How to Buy a Down Jacket
You’d think Canada would be a good place to buy a down jacket. After all, Canadians live their lives in the snow (says the Australian). They still haven’t figured out what the round, shiny, blinding thing in the sky is—oh wait, that’s the Brits. People walk 20 minutes to school when the temperature is -20 degrees C. Either there’s something in the water, or they’ve figured out how to make some decent coats. Here’s what said Australian learned while searching for a down jacket in the Great North.

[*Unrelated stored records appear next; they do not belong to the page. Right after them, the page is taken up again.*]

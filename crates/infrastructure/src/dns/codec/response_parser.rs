//! Response parsing with `hickory-proto`.
//!
//! hickory does the wire work: compression pointers, label bounds and
//! RDATA lengths. This module only maps the parsed message onto the domain
//! model. Parsing is all-or-nothing, any malformation yields
//! `DomainError::Protocol` and no partial message.

use super::record_type_map::RecordTypeMapper;
use hickory_proto::op::{Message as WireMessage, MessageType};
use hickory_proto::rr::{Name, RData, Record};
use hickory_proto::serialize::binary::BinEncodable;
use rootwalk_domain::message::{FLAG_AA, FLAG_QR, FLAG_TC, RCODE_MASK};
use rootwalk_domain::{
    DomainError, DomainName, Header, Message, Question, RecordData, ResourceRecord,
};
use tracing::debug;

pub struct ResponseParser;

impl ResponseParser {
    pub fn parse(response_bytes: &[u8]) -> Result<Message, DomainError> {
        let wire = WireMessage::from_vec(response_bytes)
            .map_err(|e| protocol(format!("failed to parse DNS response: {}", e)))?;

        let questions = wire
            .queries()
            .iter()
            .map(|query| {
                Ok(Question {
                    name: domain_name(query.name())?,
                    record_type: RecordTypeMapper::from_hickory(query.query_type()),
                    class: u16::from(query.query_class()),
                })
            })
            .collect::<Result<Vec<_>, DomainError>>()?;

        let message = Message {
            header: header_of(&wire),
            questions,
            answers: map_records(wire.answers())?,
            authorities: map_records(wire.name_servers())?,
            additionals: map_records(wire.additionals())?,
        };

        debug!(
            id = message.header.id,
            truncated = message.header.truncated(),
            answers = message.answers.len(),
            authorities = message.authorities.len(),
            additionals = message.additionals.len(),
            "DNS response parsed"
        );

        Ok(message)
    }
}

fn protocol(reason: impl Into<String>) -> DomainError {
    DomainError::Protocol(reason.into())
}

fn header_of(wire: &WireMessage) -> Header {
    let mut flags = u16::from(wire.response_code()) & RCODE_MASK;
    if wire.message_type() == MessageType::Response {
        flags |= FLAG_QR;
    }
    if wire.authoritative() {
        flags |= FLAG_AA;
    }
    if wire.truncated() {
        flags |= FLAG_TC;
    }
    Header {
        id: wire.id(),
        flags,
    }
}

/// Wire names keep every octet; only the length limits apply.
fn domain_name(name: &Name) -> Result<DomainName, DomainError> {
    DomainName::from_wire_labels(name.iter())
        .map_err(|e| protocol(format!("bad name {}: {}", name, e)))
}

fn map_records(records: &[Record]) -> Result<Vec<ResourceRecord>, DomainError> {
    records.iter().map(map_record).collect()
}

fn map_record(record: &Record) -> Result<ResourceRecord, DomainError> {
    let name = domain_name(record.name())?;

    let data = match record.data() {
        RData::A(a) => RecordData::A(a.0),
        RData::AAAA(aaaa) => RecordData::AAAA(aaaa.0),
        RData::NS(ns) => RecordData::NS(domain_name(&ns.0)?),
        RData::CNAME(cname) => RecordData::CNAME(domain_name(&cname.0)?),
        other => RecordData::Other(other.to_bytes().map_err(|e| {
            protocol(format!("cannot re-encode data of {}: {}", name, e))
        })?),
    };

    let mut mapped = ResourceRecord::new(
        name,
        RecordTypeMapper::from_hickory(record.record_type()),
        record.ttl(),
        data,
    );
    mapped.class = u16::from(record.dns_class());
    Ok(mapped)
}
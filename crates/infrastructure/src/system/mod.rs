pub mod host_resolver;

pub use host_resolver::SystemHostResolver;
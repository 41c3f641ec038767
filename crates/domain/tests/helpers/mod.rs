#![allow(unused_imports)]
pub mod builders;

pub use builders::*;
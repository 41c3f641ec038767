use crate::ports::{RetryDecision, RetryPolicy};
use crate::services::ServerDirectory;
use rootwalk_domain::NameServer;
use std::collections::HashSet;
use std::net::Ipv4Addr;
use std::sync::Arc;
use tracing::debug;

/// Restarts the walk from a root server nobody has contacted yet, whatever
/// level the failure happened at.
pub struct RootFallbackPolicy {
    directory: Arc<ServerDirectory>,
}

impl RootFallbackPolicy {
    pub fn new(directory: Arc<ServerDirectory>) -> Self {
        Self { directory }
    }
}

impl RetryPolicy for RootFallbackPolicy {
    fn on_failure(&self, failed: &NameServer, tried: &HashSet<Ipv4Addr>) -> RetryDecision {
        match self.directory.next_untried(tried) {
            Some(root) => {
                debug!(failed = %failed, next = %root, tried = tried.len(), "Falling back to root");
                RetryDecision::RestartFrom(root)
            }
            None => RetryDecision::Exhausted,
        }
    }
}
mod host_resolver;
mod nameserver_transport;
mod retry_policy;

pub use host_resolver::HostResolver;
pub use nameserver_transport::NameserverTransport;
pub use retry_policy::{RetryDecision, RetryPolicy};

// Re-export for convenience
pub use rootwalk_domain::{DomainName, Message, NameServer};
use crate::DomainName;
use std::fmt;
use std::net::Ipv4Addr;

/// A nameserver as seen by the resolver: its hostname and, once known, its
/// IPv4 address. Referrals without glue produce address-less entries until
/// the hostname is looked up.
#[derive(Debug, Clone, PartialEq, Eq, Hash)]
pub struct NameServer {
    pub name: DomainName,
    pub address: Option<Ipv4Addr>,
}

impl NameServer {
    pub fn new(name: DomainName, address: Ipv4Addr) -> Self {
        Self {
            name,
            address: Some(address),
        }
    }

    pub fn unresolved(name: DomainName) -> Self {
        Self {
            name,
            address: None,
        }
    }

    pub fn with_address(&self, address: Ipv4Addr) -> Self {
        Self {
            name: self.name.clone(),
            address: Some(address),
        }
    }

    pub fn has_address(&self) -> bool {
        self.address.is_some()
    }
}

impl fmt::Display for NameServer {
    fn fmt(&self, f: &mut fmt::Formatter<'_>) -> fmt::Result {
        match self.address {
            Some(ip) => write!(f, "{} ({})", self.name, ip),
            None => write!(f, "{} (no IP address)", self.name),
        }
    }
}
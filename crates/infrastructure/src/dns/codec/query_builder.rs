//! Query construction in wire format using `hickory-proto`.

use super::record_type_map::RecordTypeMapper;
use hickory_proto::op::{Message, MessageType, OpCode, Query};
use hickory_proto::rr::{DNSClass, Name};
use hickory_proto::serialize::binary::{BinEncodable, BinEncoder};
use rootwalk_domain::{DomainError, DomainName, RecordType};
use std::str::FromStr;

/// Builds single-question, non-recursive query messages.
pub struct QueryBuilder;

impl QueryBuilder {
    /// Serializes a query for `domain`/`record_type` in class IN.
    ///
    /// The header carries `id` with QR, OPCODE and RD all zero. Fails only
    /// when the name cannot be put on the wire.
    pub fn build(
        id: u16,
        domain: &DomainName,
        record_type: RecordType,
    ) -> Result<Vec<u8>, DomainError> {
        let name = Name::from_str(domain.as_str()).map_err(|e| {
            DomainError::InvalidDomainName(format!("'{}' cannot be encoded: {}", domain, e))
        })?;

        let mut query = Query::new();
        query.set_name(name);
        query.set_query_type(RecordTypeMapper::to_hickory(record_type));
        query.set_query_class(DNSClass::IN);

        let mut message = Message::new(id, MessageType::Query, OpCode::Query);
        message.set_recursion_desired(false);
        message.add_query(query);

        let mut buf = Vec::with_capacity(512);
        let mut encoder = BinEncoder::new(&mut buf);
        message.emit(&mut encoder).map_err(|e| {
            DomainError::InvalidDomainName(format!(
                "failed to serialize query for '{}': {}",
                domain, e
            ))
        })?;

        Ok(buf)
    }
}
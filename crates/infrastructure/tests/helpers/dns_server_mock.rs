#![allow(dead_code)]
use std::net::SocketAddr;
use std::sync::{Arc, Mutex};
use tokio::net::UdpSocket;
use tokio::sync::oneshot;

type Responder = Box<dyn Fn(&[u8]) -> Option<Vec<u8>> + Send + Sync>;

/// Loopback UDP nameserver. Each datagram is handed to the responder; `None`
/// means stay silent. Received queries are kept for inspection.
pub struct MockDnsServer {
    addr: SocketAddr,
    received: Arc<Mutex<Vec<Vec<u8>>>>,
    shutdown_tx: Option<oneshot::Sender<()>>,
}

impl MockDnsServer {
    pub async fn start<F>(responder: F) -> Result<Self, std::io::Error>
    where
        F: Fn(&[u8]) -> Option<Vec<u8>> + Send + Sync + 'static,
    {
        let socket = UdpSocket::bind(SocketAddr::from(([127, 0, 0, 1], 0))).await?;
        let addr = socket.local_addr()?;
        let responder: Responder = Box::new(responder);
        let received = Arc::new(Mutex::new(Vec::new()));
        let log = Arc::clone(&received);

        let (shutdown_tx, mut shutdown_rx) = oneshot::channel();

        tokio::spawn(async move {
            let mut buf = vec![0u8; 512];

            loop {
                tokio::select! {
                    _ = &mut shutdown_rx => {
                        break;
                    }
                    result = socket.recv_from(&mut buf) => {
                        if let Ok((len, peer)) = result {
                            log.lock().unwrap().push(buf[..len].to_vec());
                            if let Some(response) = responder(&buf[..len]) {
                                let _ = socket.send_to(&response, peer).await;
                            }
                        }
                    }
                }
            }
        });

        Ok(Self {
            addr,
            received,
            shutdown_tx: Some(shutdown_tx),
        })
    }

    /// Answers every query with `example.com. A 93.184.216.34`, echoing the
    /// query id and question.
    pub async fn answering() -> Result<Self, std::io::Error> {
        Self::start(|query| Some(Self::build_mock_response(query))).await
    }

    pub fn addr(&self) -> SocketAddr {
        self.addr
    }

    pub fn port(&self) -> u16 {
        self.addr.port()
    }

    pub fn received(&self) -> Vec<Vec<u8>> {
        self.received.lock().unwrap().clone()
    }

    pub fn build_mock_response(query: &[u8]) -> Vec<u8> {
        if query.len() < 12 {
            return vec![];
        }

        let mut response = Vec::with_capacity(512);

        response.extend_from_slice(&query[0..2]);

        // QR + AA, RD/RA clear
        response.push(0x84);
        response.push(0x00);

        response.extend_from_slice(&query[4..6]);
        response.extend_from_slice(&[0x00, 0x01]);
        response.extend_from_slice(&[0x00, 0x00]);
        response.extend_from_slice(&[0x00, 0x00]);

        if query.len() > 12 {
            response.extend_from_slice(&query[12..]);
        }

        response.extend_from_slice(&[
            0xc0, 0x0c,
            0x00, 0x01,
            0x00, 0x01,
            0x00, 0x00, 0x00, 0x3c,
            0x00, 0x04,
            93, 184, 216, 34,
        ]);

        response
    }

    pub fn shutdown(mut self) {
        if let Some(tx) = self.shutdown_tx.take() {
            let _ = tx.send(());
        }
    }
}

impl Drop for MockDnsServer {
    fn drop(&mut self) {
        if let Some(tx) = self.shutdown_tx.take() {
            let _ = tx.send(());
        }
    }
}
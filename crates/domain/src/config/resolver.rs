use serde::{Deserialize, Serialize};
use std::time::Duration;

#[derive(Debug, Clone, Deserialize, Serialize)]
pub struct ResolverConfig {
    /// Deadline applied separately to sending and to receiving, in seconds
    #[serde(default = "default_query_timeout")]
    pub query_timeout_secs: u64,

    /// Destination port for every nameserver query
    #[serde(default = "default_port")]
    pub port: u16,

    /// Receive buffer size; larger responses are cut off
    #[serde(default = "default_max_udp_payload")]
    pub max_udp_payload: usize,

    /// Referrals one walk may follow before the lookup gives up
    #[serde(default = "default_max_referral_depth")]
    pub max_referral_depth: usize,

    /// Send every query with this id instead of a random one
    #[serde(default)]
    pub fixed_transaction_id: Option<u16>,

    /// Seed for the bootstrap server pick; random when unset
    #[serde(default)]
    pub rng_seed: Option<u64>,
}

impl ResolverConfig {
    pub fn query_timeout(&self) -> Duration {
        Duration::from_secs(self.query_timeout_secs)
    }
}

impl Default for ResolverConfig {
    fn default() -> Self {
        Self {
            query_timeout_secs: default_query_timeout(),
            port: default_port(),
            max_udp_payload: default_max_udp_payload(),
            max_referral_depth: default_max_referral_depth(),
            fixed_transaction_id: None,
            rng_seed: None,
        }
    }
}

/// One bootstrap server, as written in the config file.
#[derive(Debug, Clone, Deserialize, Serialize, PartialEq, Eq)]
pub struct RootServerEntry {
    pub name: String,
    pub address: String,
}

fn default_query_timeout() -> u64 {
    3
}

fn default_port() -> u16 {
    53
}

fn default_max_udp_payload() -> usize {
    512
}

fn default_max_referral_depth() -> usize {
    16
}
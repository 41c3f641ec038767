//! Rootwalk Infrastructure Layer
//!
//! Adapters behind the application ports: the DNS wire codec, the UDP
//! nameserver client and the system host resolver.
pub mod dns;
pub mod system;
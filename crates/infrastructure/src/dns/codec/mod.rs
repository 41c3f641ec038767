//! DNS wire format, delegated to `hickory-proto`.
//!
//! Queries are built as hickory messages. Responses are parsed by hickory
//! and mapped onto the domain message model.

mod query_builder;
mod record_type_map;
mod response_parser;

pub use query_builder::QueryBuilder;
pub use record_type_map::RecordTypeMapper;
pub use response_parser::ResponseParser;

Pro tip #1: Do your research first. Because the minute you step into a store, you’ll realise that they all look the same and your usual tactic of ‘I like this one’ won’t work. You’ll try them on to see what the difference is between a Mackage and a Canada Douche—I mean, Goose—and a Fjällräven and a Woolrich and a Moose Knuckle—and then you’ll forget which ones you liked and didn’t like because they’ll all have merged into one giant pile of feather-filled marshmallows.
Pro tip #2: Buy a jacket from Arc’teryx. Especially if you’re someone who would rather have their foot mauled by a bear than be cold. These things are completely windproof, waterproof, and breathable (hello Gore-Tex). The downside? They make you look like you’ve just been knocking back a few drinks with Humphrey Bogart in a film noir, cigar still dangling out of your mouth. Oh but that’s the look you were going for, you say.
Pro tip #3: Buy a jacket from Nobis. They’re waterproof. Again: waterproof. Most sales assistants will tell you you don’t need that, but when #Blizzard2016 comes, you will thank them politely but firmly and say yes you do. Especially when even the hoods are filled with down, and there are plenty of pockets lines with toasty felt to keep your hands warm, and the whole thing feels like a giant sleeping bag—it’s the next best thing after a down onesie. At this rate, you could probably wander off on a fun trip to the North Pole. Don’t say hi to the penguins. If you’re seeing penguins, you’ve definitely gone in the wrong direction.
Pro tip #4: Bring some lunch. There are a lot of coats, and a lot of people, and taking what is essentially a sleeping bag on and off again is tiring. Bring some water too. Or a flask.
Pro tip #5: Fine, buy a Canada Goose. $800 isn’t even a lot to spend on a jacket. It’s just a few lunches. Bring your lunch from home a few days a week, et voila! You might even claim your place on sites likes these.
You’re also welcome to hibernate if any of these suggestion don’t work for you.